Epoch Author No. of words
Modernism Kafka ~308,400
Altenberg ~245,200
Trakl ~21,300
Meyrink ~156,500
Schnitzler ~1,037,000
Newer German Literature 22 authors ~5,873,100
Table 1. 
Using the software tool AntConc [Anthony2014] the analysis rendered word lists that are significantly more common in each of the respective target corpora than in the reference corpus “Newer German Literature” (about 5.9 million words).[19] I decided to examine these lists for word classes (part-of-speech, POS) in order to observe not content (as a tendency indicated by proper names and common nouns), but rather stylistic patterns. According to authorship attribution studies, the latter may be observed especially among functional word classes. My research questions were:
  • What differences between the five authors are striking among the top 100 keywords?
  • Which word classes are particularly common in Kafka when compared to the other authors?

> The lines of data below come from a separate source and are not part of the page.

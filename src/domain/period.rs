//! Trading periods
//!
//! A period is a named daily window on a set of weekdays. Strategies refer to
//! periods by name.

use crate::staging::{assign_field, ChangeSet, ConfigEntity, FieldEq};
use chrono::{NaiveTime, Weekday};
use serde::{Deserialize, Serialize};
use std::collections::HashSet;

#[derive(Debug, Clone, Serialize, Deserialize)]
#[serde(default)]
pub struct TradingPeriod {
    pub name: String,
    pub start: NaiveTime,
    pub end: NaiveTime,
    pub weekdays: Vec<Weekday>,
    pub active: bool,
}

impl Default for TradingPeriod {
    fn default() -> Self {
        Self {
            name: String::new(),
            start: NaiveTime::from_hms_opt(9, 0, 0).unwrap_or_default(),
            end: NaiveTime::from_hms_opt(17, 0, 0).unwrap_or_default(),
            weekdays: vec![
                Weekday::Mon,
                Weekday::Tue,
                Weekday::Wed,
                Weekday::Thu,
                Weekday::Fri,
            ],
            active: true,
        }
    }
}

impl TradingPeriod {
    pub fn new(name: impl Into<String>, start: NaiveTime, end: NaiveTime) -> Self {
        Self {
            name: name.into(),
            start,
            end,
            ..Default::default()
        }
    }

    /// Whether `time` on `weekday` falls inside this period (end exclusive)
    pub fn contains(&self, weekday: Weekday, time: NaiveTime) -> bool {
        self.active && self.weekdays.contains(&weekday) && self.start <= time && time < self.end
    }
}

impl ConfigEntity for TradingPeriod {
    const KIND: &'static str = "period";

    fn label(&self) -> String {
        self.name.clone()
    }

    fn config_eq(&self, other: &Self) -> bool {
        self.name.field_eq(&other.name)
            && self.start.field_eq(&other.start)
            && self.end.field_eq(&other.end)
            && self.weekdays.field_eq(&other.weekdays)
            && self.active.field_eq(&other.active)
    }

    fn copy_from(&mut self, other: &Self, changes: &mut ChangeSet) {
        assign_field("name", &mut self.name, &other.name, changes);
        assign_field("start", &mut self.start, &other.start, changes);
        assign_field("end", &mut self.end, &other.end, changes);
        assign_field("weekdays", &mut self.weekdays, &other.weekdays, changes);
        assign_field("active", &mut self.active, &other.active, changes);
    }

    fn verify_fields(&self, errors: &mut Vec<String>) {
        if self.name.trim().is_empty() {
            errors.push("period: name is required".to_string());
        }
        if self.start >= self.end {
            errors.push(format!(
                "{}: start {} must be before end {}",
                self.name, self.start, self.end
            ));
        }
        if self.weekdays.is_empty() {
            errors.push(format!("{}: at least one weekday is required", self.name));
        }
        let mut seen = HashSet::new();
        for day in &self.weekdays {
            if !seen.insert(*day) {
                errors.push(format!("{}: weekday {} listed twice", self.name, day));
            }
        }
    }
}
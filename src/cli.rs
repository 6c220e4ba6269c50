//! Command line interface
//!
//! robot run                - Keep configuration persisted until shutdown
//! robot show [--target T]  - Print effective configuration
//! robot validate           - Verify every stored configuration
//! robot set <target> <json> - Patch one configuration and apply it
//! robot init [--force]     - Write a default config file

use crate::config::AppConfig;
use crate::robot::{ConfigTarget, RobotConfig};
use crate::staging::ApplyOutcome;
use anyhow::{bail, Context, Result};
use clap::{Parser, Subcommand};
use std::future::Future;
use std::path::{Path, PathBuf};
use tracing::info;

/// Robot configuration CLI
#[derive(Parser, Debug)]
#[command(name = "robot")]
#[command(author, version, about = "Staged configuration for a trading robot")]
pub struct Cli {
    #[command(subcommand)]
    pub command: Commands,

    /// Directory holding default.toml and environment files
    #[arg(short, long, default_value = "config", env = "ROBOT_CONFIG_DIR")]
    pub config_dir: PathBuf,
}

#[derive(Subcommand, Debug)]
pub enum Commands {
    /// Keep configuration persisted until Ctrl+C or SIGTERM
    Run,

    /// Show effective configuration
    Show {
        /// Only this target (general, strategy:<id>, period:<name>)
        #[arg(short, long)]
        target: Option<String>,
    },

    /// Verify every stored configuration
    Validate,

    /// Merge a JSON object into a configuration and apply it
    Set {
        /// general, strategy:<id> or period:<name>
        target: String,
        /// JSON object with the fields to replace
        patch: String,
    },

    /// Initialize default configuration
    Init {
        /// Force overwrite existing config
        #[arg(short, long)]
        force: bool,
    },
}

pub async fn run_service<S>(app: &AppConfig, shutdown: S) -> Result<()>
where
    S: Future<Output = ()>,
{
    let robot = RobotConfig::open(app).context("Failed to open robot configuration")?;
    let handle = robot.start_persistence();

    info!("Configuration service running, storage at {}", app.storage.dir.display());
    shutdown.await;
    info!("Shutdown requested, flushing configuration");

    let report = robot.shutdown_persistence(handle).await;
    if report.failed > 0 {
        bail!("{} configuration writes failed", report.failed);
    }
    Ok(())
}

pub fn show_config(app: &AppConfig, target: Option<&str>) -> Result<()> {
    let robot = RobotConfig::open(app).context("Failed to open robot configuration")?;
    if let Some(target) = target {
        ConfigTarget::parse(target)?;
    }

    let mut shown = 0;
    for (name, entity) in robot.effective_entities() {
        if target.is_some_and(|t| t != name) {
            continue;
        }
        let json = entity.to_json().context("Failed to serialize configuration")?;
        println!("\x1b[36m# {}\x1b[0m", name);
        println!("{}", serde_json::to_string_pretty(&json)?);
        shown += 1;
    }

    if shown == 0 {
        if let Some(target) = target {
            bail!("No configuration named {}", target);
        }
    }
    Ok(())
}

pub fn validate_config(app: &AppConfig) -> Result<()> {
    let robot = RobotConfig::open(app).context("Failed to open robot configuration")?;

    let mut problems = 0;
    for (target, errors) in robot.verify_all() {
        if errors.is_empty() {
            println!("  \x1b[32m✓\x1b[0m {}", target);
            continue;
        }
        println!("  \x1b[31m✗\x1b[0m {}", target);
        for error in &errors {
            println!("      {}", error);
        }
        problems += errors.len();
    }

    if problems > 0 {
        bail!("{} configuration problems found", problems);
    }
    Ok(())
}

pub fn set_config(app: &AppConfig, target: &str, patch: &str) -> Result<()> {
    let patch: serde_json::Value =
        serde_json::from_str(patch).context("Patch is not valid JSON")?;
    let robot = RobotConfig::open(app).context("Failed to open robot configuration")?;

    let outcome = robot.apply_json_patch(target, &patch)?;
    match &outcome {
        ApplyOutcome::Promoted(changes) => println!("  \x1b[32m✓\x1b[0m {} updated: {}", target, changes),
        ApplyOutcome::InSync => println!("  {} unchanged", target),
        ApplyOutcome::Deferred(changes) => println!("  {} pending: {}", target, changes),
        ApplyOutcome::Rejected(errors) => {
            for error in errors {
                println!("  \x1b[31m✗\x1b[0m {}", error);
            }
            bail!("{} rejected", target);
        }
    }

    let report = robot.shutdown();
    if report.failed > 0 {
        bail!("Failed to save {}", target);
    }
    Ok(())
}

pub fn init_config(config_dir: &Path, force: bool) -> Result<()> {
    let path = config_dir.join("default.toml");
    if path.exists() && !force {
        bail!(
            "{} already exists, use --force to overwrite",
            path.display()
        );
    }

    AppConfig::write_default(&path)
        .with_context(|| format!("Failed to write {}", path.display()))?;
    println!("  \x1b[32m✓\x1b[0m Wrote {}", path.display());
    Ok(())
}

The distribution of word classes among the top 100 keywords in each author-corpus rendered a number of interesting findings (see also [Herrmann 2013b]). For the current purpose, however, the most interesting one is this: Among the words most strongly overrepresented in Kafka’s prose, a variety falls into a category of potential “modal words”, which I operationally defined as word forms that (a) possess few semantic features when decontextualized; and (b) are typically used as adverbs, negations, and modal particles (but may have functions as conjunctions or other types of particles). For reasons of focus, I excluded (modal) verbs from the analysis. The observed types (e.g., aber, nicht, allerdings, vielleicht, schon, ja, auch) are semantically very flexible, potentially exerting distinct functions across different co(n)texts, e.g., to manage doubt/certainty, limit/broaden scope of assertions, and for negative/positive evaluation.
Figure 5. 
Number of “modal words” identified in the keyness analysis (Kafka, Altenberg, Trakl, Schnitzler, Meyrink)
Figure 5 shows the number of “modal words” identified in the keyness analysis for each of the five authors: The distinct types show up among the 100 statistically overrepresented word-forms (e.g., the types ja, doch, schon amounting to three counts). Fig. 5 reports that Kafka’s usage of this category is more substantial (N=27) than Altenberg’s (N=13)[20], Schnitzler’s (N=12), Meyrink’s (N=7), and Trakl’s (N=1). Given the reference corpus, Kafka’s prose is hence marked by a more varied use of “modal words”.[21] Specifically in their use as modal particles, words like ja, schon, doch, and nur may exert very subtle, but important, pragmatic functions of negotiating shared knowledge and beliefs. Note that they belong among the most frequent words of the German language generally, but are still overrepresented in Kafka’s prose – at least when compared with our reference corpus of literary texts. They may thus be a key to explaining (aspects of) Kafka’s subtly disconcerting style. However, more analysis is needed to further test this assumption.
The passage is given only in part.